■ PROMPT: Throughout the entries below, report every line where "notes" is found.

[Dataset entries]
*** Begin section ***

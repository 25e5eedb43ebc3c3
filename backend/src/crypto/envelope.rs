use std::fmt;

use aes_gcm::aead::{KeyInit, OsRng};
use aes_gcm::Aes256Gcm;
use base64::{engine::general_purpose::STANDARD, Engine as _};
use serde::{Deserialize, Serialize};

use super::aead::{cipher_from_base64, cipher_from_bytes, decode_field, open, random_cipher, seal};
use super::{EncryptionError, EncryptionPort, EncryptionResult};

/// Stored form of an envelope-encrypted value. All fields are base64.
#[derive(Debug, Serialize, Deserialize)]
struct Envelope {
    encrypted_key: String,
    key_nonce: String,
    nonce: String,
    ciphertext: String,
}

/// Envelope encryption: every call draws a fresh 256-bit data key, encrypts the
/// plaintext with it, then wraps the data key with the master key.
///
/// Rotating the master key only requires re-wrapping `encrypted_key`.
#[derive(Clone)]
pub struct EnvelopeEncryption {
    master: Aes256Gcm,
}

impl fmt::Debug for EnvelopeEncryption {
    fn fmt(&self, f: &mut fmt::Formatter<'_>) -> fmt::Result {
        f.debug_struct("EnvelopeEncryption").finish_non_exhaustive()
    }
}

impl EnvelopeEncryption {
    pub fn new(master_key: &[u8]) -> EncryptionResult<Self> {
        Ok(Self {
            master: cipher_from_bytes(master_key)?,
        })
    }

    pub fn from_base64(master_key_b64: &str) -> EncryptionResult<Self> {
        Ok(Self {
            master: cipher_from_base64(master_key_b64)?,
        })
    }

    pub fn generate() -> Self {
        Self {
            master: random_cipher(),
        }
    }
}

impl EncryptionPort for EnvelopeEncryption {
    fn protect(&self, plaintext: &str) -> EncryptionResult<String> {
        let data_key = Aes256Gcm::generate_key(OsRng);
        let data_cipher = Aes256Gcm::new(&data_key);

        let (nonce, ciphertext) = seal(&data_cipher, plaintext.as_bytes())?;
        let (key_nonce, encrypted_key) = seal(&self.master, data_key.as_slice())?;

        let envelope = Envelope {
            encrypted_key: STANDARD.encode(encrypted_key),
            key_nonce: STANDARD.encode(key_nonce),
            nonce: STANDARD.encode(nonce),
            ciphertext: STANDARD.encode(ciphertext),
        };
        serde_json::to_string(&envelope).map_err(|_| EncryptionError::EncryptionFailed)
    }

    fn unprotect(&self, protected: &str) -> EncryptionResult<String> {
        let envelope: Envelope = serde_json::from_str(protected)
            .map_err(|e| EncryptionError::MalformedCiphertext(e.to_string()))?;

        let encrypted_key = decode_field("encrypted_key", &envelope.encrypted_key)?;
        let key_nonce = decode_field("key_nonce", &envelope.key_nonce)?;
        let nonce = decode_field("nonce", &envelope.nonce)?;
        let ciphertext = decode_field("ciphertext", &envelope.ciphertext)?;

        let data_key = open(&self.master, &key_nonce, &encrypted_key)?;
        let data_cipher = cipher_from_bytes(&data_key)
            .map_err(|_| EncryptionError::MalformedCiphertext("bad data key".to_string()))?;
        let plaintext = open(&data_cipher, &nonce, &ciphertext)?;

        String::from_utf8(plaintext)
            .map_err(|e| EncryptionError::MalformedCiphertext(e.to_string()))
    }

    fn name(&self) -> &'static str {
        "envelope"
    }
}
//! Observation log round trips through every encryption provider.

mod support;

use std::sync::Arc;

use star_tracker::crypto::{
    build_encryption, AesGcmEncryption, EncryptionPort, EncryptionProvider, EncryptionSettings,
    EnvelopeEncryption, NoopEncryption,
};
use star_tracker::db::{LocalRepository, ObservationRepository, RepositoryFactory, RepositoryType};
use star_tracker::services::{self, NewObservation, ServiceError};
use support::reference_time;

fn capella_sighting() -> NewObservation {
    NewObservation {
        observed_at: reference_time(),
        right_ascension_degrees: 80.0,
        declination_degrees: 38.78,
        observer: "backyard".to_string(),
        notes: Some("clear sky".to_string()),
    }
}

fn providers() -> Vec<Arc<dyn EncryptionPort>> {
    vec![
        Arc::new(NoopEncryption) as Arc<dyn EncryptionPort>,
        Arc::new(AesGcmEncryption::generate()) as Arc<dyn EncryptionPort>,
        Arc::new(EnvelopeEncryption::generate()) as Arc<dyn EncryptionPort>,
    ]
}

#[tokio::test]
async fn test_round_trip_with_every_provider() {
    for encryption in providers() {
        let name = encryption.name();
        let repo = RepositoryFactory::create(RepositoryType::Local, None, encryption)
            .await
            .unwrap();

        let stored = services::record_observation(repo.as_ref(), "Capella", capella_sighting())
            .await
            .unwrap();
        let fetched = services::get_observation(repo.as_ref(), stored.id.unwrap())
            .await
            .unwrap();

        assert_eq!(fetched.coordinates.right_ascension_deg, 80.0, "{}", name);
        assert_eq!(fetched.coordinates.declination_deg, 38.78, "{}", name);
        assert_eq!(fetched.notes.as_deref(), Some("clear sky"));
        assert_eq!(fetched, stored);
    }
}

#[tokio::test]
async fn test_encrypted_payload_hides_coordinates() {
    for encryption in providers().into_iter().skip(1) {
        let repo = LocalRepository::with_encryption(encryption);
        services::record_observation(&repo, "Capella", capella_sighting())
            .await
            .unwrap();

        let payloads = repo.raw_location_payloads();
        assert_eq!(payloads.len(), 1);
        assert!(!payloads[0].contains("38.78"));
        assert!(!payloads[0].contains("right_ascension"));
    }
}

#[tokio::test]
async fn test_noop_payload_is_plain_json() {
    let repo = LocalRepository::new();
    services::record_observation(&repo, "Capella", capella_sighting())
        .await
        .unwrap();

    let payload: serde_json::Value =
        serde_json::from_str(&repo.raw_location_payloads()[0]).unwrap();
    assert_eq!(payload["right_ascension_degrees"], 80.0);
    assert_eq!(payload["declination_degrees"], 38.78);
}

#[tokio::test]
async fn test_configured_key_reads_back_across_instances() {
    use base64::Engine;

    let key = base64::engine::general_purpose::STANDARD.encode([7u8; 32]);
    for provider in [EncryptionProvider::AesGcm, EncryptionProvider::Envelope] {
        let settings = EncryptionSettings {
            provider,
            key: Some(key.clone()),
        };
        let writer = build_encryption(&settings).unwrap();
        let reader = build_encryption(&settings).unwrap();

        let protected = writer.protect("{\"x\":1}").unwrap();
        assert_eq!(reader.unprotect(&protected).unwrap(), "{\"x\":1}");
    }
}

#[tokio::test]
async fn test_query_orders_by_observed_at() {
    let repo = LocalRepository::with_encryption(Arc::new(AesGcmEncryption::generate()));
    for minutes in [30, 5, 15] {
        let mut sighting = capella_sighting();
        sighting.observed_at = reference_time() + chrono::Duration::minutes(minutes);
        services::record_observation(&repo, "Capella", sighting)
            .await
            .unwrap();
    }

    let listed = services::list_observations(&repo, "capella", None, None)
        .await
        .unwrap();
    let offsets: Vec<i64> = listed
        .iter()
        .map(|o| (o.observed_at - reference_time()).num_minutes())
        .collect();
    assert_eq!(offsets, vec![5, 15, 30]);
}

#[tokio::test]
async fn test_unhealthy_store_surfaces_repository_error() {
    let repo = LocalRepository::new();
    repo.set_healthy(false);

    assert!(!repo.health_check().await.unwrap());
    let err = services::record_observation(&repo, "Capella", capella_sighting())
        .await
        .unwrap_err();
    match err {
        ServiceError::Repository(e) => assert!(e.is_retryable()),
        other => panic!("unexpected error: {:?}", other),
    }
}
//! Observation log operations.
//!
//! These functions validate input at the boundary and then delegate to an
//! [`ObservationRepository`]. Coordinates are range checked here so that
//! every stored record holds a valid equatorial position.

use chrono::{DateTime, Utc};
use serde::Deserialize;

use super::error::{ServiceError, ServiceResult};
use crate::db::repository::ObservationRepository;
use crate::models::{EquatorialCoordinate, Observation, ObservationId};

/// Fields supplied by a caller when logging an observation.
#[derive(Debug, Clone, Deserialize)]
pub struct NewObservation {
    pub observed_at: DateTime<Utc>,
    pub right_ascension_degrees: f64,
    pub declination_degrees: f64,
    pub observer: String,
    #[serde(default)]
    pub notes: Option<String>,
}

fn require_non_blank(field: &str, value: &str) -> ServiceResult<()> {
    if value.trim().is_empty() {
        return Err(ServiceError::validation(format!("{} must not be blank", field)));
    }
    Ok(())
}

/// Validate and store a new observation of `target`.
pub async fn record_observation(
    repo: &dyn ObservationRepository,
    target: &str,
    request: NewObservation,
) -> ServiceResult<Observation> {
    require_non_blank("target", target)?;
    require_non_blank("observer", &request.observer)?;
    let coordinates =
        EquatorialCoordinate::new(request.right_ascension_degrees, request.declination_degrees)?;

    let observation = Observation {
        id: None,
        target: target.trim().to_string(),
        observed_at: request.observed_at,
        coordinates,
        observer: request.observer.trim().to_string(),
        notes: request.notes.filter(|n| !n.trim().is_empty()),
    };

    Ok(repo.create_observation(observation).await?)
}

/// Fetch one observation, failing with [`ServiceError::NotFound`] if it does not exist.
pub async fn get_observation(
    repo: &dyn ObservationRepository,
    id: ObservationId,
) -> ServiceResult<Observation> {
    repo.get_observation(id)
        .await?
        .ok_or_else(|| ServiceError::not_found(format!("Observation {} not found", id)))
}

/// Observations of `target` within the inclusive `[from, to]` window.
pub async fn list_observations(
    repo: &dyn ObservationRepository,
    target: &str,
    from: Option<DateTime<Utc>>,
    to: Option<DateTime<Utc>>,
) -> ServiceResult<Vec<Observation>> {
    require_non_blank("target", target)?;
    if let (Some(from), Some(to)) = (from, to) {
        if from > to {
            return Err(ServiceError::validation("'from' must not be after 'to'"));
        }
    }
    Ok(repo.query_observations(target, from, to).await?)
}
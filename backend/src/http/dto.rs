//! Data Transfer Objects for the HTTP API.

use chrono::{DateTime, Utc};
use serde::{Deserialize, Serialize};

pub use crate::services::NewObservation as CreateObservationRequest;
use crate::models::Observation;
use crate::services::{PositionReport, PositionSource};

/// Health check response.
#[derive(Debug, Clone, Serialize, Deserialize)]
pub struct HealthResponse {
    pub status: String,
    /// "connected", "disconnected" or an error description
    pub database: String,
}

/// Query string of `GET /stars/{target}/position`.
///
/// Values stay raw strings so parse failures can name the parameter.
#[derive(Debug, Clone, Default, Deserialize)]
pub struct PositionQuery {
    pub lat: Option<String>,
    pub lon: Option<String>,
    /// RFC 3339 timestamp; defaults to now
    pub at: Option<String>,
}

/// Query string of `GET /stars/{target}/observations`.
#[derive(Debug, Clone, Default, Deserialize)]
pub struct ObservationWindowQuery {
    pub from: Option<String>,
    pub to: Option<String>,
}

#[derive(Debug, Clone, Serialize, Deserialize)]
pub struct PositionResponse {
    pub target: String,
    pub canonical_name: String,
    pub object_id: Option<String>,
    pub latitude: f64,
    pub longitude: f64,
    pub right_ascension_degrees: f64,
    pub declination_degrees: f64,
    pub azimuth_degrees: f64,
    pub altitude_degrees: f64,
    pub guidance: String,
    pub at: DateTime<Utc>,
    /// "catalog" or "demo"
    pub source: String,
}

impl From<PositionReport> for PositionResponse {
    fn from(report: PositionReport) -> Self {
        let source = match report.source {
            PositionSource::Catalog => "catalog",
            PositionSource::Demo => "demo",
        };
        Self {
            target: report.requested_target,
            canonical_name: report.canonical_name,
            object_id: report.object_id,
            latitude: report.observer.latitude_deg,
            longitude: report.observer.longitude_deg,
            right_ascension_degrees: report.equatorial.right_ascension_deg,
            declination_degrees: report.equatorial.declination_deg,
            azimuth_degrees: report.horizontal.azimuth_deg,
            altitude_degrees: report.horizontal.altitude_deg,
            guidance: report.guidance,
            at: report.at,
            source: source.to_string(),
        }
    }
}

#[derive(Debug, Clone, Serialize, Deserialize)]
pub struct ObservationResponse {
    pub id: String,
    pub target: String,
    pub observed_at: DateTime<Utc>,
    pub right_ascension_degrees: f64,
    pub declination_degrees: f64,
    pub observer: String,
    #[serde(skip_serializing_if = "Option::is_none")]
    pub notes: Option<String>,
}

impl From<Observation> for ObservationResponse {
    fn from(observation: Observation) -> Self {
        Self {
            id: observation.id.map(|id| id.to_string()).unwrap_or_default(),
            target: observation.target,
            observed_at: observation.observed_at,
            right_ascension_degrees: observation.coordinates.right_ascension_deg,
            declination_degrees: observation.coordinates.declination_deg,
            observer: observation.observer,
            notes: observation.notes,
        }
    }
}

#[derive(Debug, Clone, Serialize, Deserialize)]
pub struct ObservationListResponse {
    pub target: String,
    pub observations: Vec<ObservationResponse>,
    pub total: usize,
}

*** End section ***

■ SOLUTION TO THIS EXERCISE:
        notes: Some("clear sky".to_string()),
        assert_eq!(fetched.notes.as_deref(), Some("clear sky"));
    pub notes: Option<String>,
        notes: request.notes.filter(|n| !n.trim().is_empty()),
    pub notes: Option<String>,
            notes: observation.notes,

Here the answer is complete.